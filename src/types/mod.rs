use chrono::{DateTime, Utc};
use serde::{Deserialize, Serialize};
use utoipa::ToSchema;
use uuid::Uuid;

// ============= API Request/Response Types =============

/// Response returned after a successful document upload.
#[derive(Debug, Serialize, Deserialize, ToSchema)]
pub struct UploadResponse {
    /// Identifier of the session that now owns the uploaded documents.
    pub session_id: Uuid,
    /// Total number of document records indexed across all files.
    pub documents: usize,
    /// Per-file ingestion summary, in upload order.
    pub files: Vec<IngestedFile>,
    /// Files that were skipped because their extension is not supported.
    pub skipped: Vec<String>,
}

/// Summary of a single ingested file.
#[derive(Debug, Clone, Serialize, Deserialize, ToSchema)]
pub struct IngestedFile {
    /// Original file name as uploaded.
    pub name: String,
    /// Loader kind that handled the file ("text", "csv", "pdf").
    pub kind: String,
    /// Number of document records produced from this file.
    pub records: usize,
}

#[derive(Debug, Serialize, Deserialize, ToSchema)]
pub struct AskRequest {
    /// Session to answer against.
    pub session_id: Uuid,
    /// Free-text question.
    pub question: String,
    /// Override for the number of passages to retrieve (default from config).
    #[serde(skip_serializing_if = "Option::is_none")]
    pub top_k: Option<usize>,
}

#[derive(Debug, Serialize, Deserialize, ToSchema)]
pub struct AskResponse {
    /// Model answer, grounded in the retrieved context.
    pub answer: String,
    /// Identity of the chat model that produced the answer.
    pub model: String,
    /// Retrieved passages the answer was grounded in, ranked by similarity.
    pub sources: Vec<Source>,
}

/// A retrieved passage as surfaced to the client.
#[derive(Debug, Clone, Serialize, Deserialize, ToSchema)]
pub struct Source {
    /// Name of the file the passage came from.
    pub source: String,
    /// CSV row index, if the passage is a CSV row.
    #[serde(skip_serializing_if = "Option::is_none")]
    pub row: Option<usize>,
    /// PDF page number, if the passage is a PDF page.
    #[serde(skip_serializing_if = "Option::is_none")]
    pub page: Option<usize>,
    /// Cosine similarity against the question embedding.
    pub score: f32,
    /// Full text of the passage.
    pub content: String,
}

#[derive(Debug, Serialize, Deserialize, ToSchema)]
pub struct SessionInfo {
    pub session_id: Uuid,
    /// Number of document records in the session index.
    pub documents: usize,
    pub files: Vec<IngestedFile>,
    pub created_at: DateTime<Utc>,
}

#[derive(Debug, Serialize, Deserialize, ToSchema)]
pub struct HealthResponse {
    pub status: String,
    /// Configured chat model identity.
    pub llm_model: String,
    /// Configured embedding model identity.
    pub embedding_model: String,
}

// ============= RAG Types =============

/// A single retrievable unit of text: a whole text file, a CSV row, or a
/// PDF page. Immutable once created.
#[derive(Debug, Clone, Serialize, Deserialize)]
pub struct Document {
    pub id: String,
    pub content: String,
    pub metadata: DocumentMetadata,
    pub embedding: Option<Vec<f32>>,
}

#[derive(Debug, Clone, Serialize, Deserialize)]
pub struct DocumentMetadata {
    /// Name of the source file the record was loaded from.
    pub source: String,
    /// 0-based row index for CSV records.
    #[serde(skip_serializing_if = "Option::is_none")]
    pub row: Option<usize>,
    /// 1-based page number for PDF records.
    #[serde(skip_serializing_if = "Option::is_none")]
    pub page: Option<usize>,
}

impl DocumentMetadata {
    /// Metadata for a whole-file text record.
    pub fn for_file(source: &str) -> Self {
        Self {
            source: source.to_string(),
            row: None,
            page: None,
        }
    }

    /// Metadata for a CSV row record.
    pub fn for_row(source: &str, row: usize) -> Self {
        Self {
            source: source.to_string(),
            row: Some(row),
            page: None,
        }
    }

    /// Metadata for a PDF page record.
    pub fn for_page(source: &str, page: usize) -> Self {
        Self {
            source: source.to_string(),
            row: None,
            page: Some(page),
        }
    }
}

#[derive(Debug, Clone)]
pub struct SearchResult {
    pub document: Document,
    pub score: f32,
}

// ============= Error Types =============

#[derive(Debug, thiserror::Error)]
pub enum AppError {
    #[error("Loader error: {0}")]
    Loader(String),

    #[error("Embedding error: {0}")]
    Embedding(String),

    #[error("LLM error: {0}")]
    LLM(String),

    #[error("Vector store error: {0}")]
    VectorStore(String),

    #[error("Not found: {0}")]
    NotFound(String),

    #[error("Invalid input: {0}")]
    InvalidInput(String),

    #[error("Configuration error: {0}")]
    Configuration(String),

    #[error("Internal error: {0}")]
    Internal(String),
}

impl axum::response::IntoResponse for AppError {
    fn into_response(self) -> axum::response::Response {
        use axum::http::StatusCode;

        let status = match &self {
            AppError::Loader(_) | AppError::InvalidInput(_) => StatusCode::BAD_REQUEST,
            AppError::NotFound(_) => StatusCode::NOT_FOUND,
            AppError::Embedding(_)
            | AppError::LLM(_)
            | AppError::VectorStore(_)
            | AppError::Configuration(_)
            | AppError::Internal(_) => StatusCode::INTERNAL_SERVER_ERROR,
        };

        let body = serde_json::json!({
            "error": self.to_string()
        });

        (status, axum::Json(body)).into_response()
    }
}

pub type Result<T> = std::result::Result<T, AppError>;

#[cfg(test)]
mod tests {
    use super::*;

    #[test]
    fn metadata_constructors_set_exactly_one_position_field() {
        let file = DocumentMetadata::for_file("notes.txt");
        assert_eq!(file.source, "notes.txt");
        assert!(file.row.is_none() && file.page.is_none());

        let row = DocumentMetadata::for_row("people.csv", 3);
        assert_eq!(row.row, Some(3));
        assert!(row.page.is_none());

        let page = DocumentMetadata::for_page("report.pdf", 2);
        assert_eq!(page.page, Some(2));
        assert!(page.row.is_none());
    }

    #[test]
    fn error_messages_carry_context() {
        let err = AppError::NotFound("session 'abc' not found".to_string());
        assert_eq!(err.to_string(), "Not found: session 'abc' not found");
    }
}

□ □ □ □

- [YOUR TASK] Only lines with the word "grounded" should be collected from the material.

- [SOLUTION TO THIS PROBLEM]
    /// Model answer, grounded in the retrieved context.
    /// Retrieved passages the answer was grounded in, ranked by similarity.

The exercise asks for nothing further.